*The task*
Write out the records again exactly. Nothing should be dropped.

(Collected data entries)
# # # #

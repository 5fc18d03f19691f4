pub mod handlers;
pub mod helpers;
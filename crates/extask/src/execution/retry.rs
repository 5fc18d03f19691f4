//! Retry budget and backoff for technical failures.

use std::time::Duration;

/// Retry configuration applied when reporting technical failures.
///
/// The first failure of a task initializes its retry budget to
/// `max_retries`; every failure after that counts the budget down. Once the
/// reported budget reaches zero the task service raises an incident instead
/// of retrying.
///
/// # Backoff Calculation
///
/// With `consumed = max_retries - current_retries`:
///
/// - backoff disabled: `base_timeout`
/// - backoff enabled: `base_timeout * backoff_multiplier^consumed`
///
/// With defaults (3 retries, 60s base, multiplier 2.0):
/// - First failure: 2 retries left, 60s delay
/// - Second failure: 1 retry left, 120s delay
/// - Third failure: 0 retries left, 240s delay (incident)
///
/// # Example
///
/// ```
/// use std::time::Duration;
/// use extask::RetryPolicy;
///
/// let policy = RetryPolicy::default();
/// let first = policy.schedule(None);
/// assert_eq!(first.remaining_retries, 2);
/// assert_eq!(first.retry_timeout, Duration::from_secs(60));
///
/// let second = policy.schedule(Some(first.remaining_retries));
/// assert_eq!(second.remaining_retries, 1);
/// assert_eq!(second.retry_timeout, Duration::from_secs(120));
/// ```
#[derive(Debug, Clone, PartialEq)]
pub struct RetryPolicy {
    /// Retry budget assigned on the first technical failure. Default: 3.
    pub max_retries: u32,

    /// Delay before a failed task becomes fetchable again. Default: 60 seconds.
    pub base_timeout: Duration,

    /// Scale the delay by the number of attempts already consumed. Default: true.
    pub use_exponential_backoff: bool,

    /// Per-attempt multiplier. Default: 2.0.
    ///
    /// Non-finite or non-positive values are treated as 1.0.
    pub backoff_multiplier: f64,
}

impl Default for RetryPolicy {
    fn default() -> Self {
        Self {
            max_retries: 3,
            base_timeout: Duration::from_secs(60),
            use_exponential_backoff: true,
            backoff_multiplier: 2.0,
        }
    }
}

/// Values reported with a technical failure.
#[derive(Debug, Clone, Copy, PartialEq, Eq)]
pub struct RetrySchedule {
    /// Remaining retry budget after this failure.
    pub remaining_retries: u32,
    /// Delay before the task may be fetched again.
    pub retry_timeout: Duration,
}

impl RetryPolicy {
    /// Compute the schedule for a failure of a task whose remaining retry
    /// count is `current` (`None` on the first failure).
    pub fn schedule(&self, current: Option<u32>) -> RetrySchedule {
        let current = current.unwrap_or(self.max_retries);
        RetrySchedule {
            remaining_retries: current.saturating_sub(1),
            retry_timeout: self.retry_timeout(current),
        }
    }

    /// Delay for a failure when `current` retries were left.
    pub fn retry_timeout(&self, current: u32) -> Duration {
        if !self.use_exponential_backoff {
            return self.base_timeout;
        }

        let consumed = self.max_retries.saturating_sub(current);
        let exponent = i32::try_from(consumed).unwrap_or(i32::MAX);
        let millis = self.base_timeout.as_millis() as f64 * self.multiplier().powi(exponent);

        // `as` saturates at u64::MAX for large and infinite values.
        Duration::from_millis(millis as u64)
    }

    fn multiplier(&self) -> f64 {
        if self.backoff_multiplier.is_finite() && self.backoff_multiplier > 0.0 {
            self.backoff_multiplier
        } else {
            1.0
        }
    }
}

# # # #

*Response area*
repository 5fc18d03f19691f4
pub mod handlers;
pub mod helpers;
filename crates/extask/src/execution/retry.rs
repository 5fc18d03f19691f4
//! Retry budget and backoff for technical failures.

use std::time::Duration;

/// Retry configuration applied when reporting technical failures.
///
/// The first failure of a task initializes its retry budget to
/// `max_retries`; every failure after that counts the budget down. Once the
/// reported budget reaches zero the task service raises an incident instead
/// of retrying.
///
/// # Backoff Calculation
///
/// With `consumed = max_retries - current_retries`:
///
/// - backoff disabled: `base_timeout`
/// - backoff enabled: `base_timeout * backoff_multiplier^consumed`
///
/// With defaults (3 retries, 60s base, multiplier 2.0):
/// - First failure: 2 retries left, 60s delay
/// - Second failure: 1 retry left, 120s delay
/// - Third failure: 0 retries left, 240s delay (incident)
///
/// # Example
///
/// ```
/// use std::time::Duration;
/// use extask::RetryPolicy;
///
/// let policy = RetryPolicy::default();
/// let first = policy.schedule(None);
/// assert_eq!(first.remaining_retries, 2);
/// assert_eq!(first.retry_timeout, Duration::from_secs(60));
///
/// let second = policy.schedule(Some(first.remaining_retries));
/// assert_eq!(second.remaining_retries, 1);
/// assert_eq!(second.retry_timeout, Duration::from_secs(120));
/// ```
#[derive(Debug, Clone, PartialEq)]
pub struct RetryPolicy {
    /// Retry budget assigned on the first technical failure. Default: 3.
    pub max_retries: u32,

    /// Delay before a failed task becomes fetchable again. Default: 60 seconds.
    pub base_timeout: Duration,

    /// Scale the delay by the number of attempts already consumed. Default: true.
    pub use_exponential_backoff: bool,

    /// Per-attempt multiplier. Default: 2.0.
    ///
    /// Non-finite or non-positive values are treated as 1.0.
    pub backoff_multiplier: f64,
}

impl Default for RetryPolicy {
    fn default() -> Self {
        Self {
            max_retries: 3,
            base_timeout: Duration::from_secs(60),
            use_exponential_backoff: true,
            backoff_multiplier: 2.0,
        }
    }
}

/// Values reported with a technical failure.
#[derive(Debug, Clone, Copy, PartialEq, Eq)]
pub struct RetrySchedule {
    /// Remaining retry budget after this failure.
    pub remaining_retries: u32,
    /// Delay before the task may be fetched again.
    pub retry_timeout: Duration,
}

impl RetryPolicy {
    /// Compute the schedule for a failure of a task whose remaining retry
    /// count is `current` (`None` on the first failure).
    pub fn schedule(&self, current: Option<u32>) -> RetrySchedule {
        let current = current.unwrap_or(self.max_retries);
        RetrySchedule {
            remaining_retries: current.saturating_sub(1),
            retry_timeout: self.retry_timeout(current),
        }
    }

    /// Delay for a failure when `current` retries were left.
    pub fn retry_timeout(&self, current: u32) -> Duration {
        if !self.use_exponential_backoff {
            return self.base_timeout;
        }

        let consumed = self.max_retries.saturating_sub(current);
        let exponent = i32::try_from(consumed).unwrap_or(i32::MAX);
        let millis = self.base_timeout.as_millis() as f64 * self.multiplier().powi(exponent);

        // `as` saturates at u64::MAX for large and infinite values.
        Duration::from_millis(millis as u64)
    }

    fn multiplier(&self) -> f64 {
        if self.backoff_multiplier.is_finite() && self.backoff_multiplier > 0.0 {
            self.backoff_multiplier
        } else {
            1.0
        }
    }
}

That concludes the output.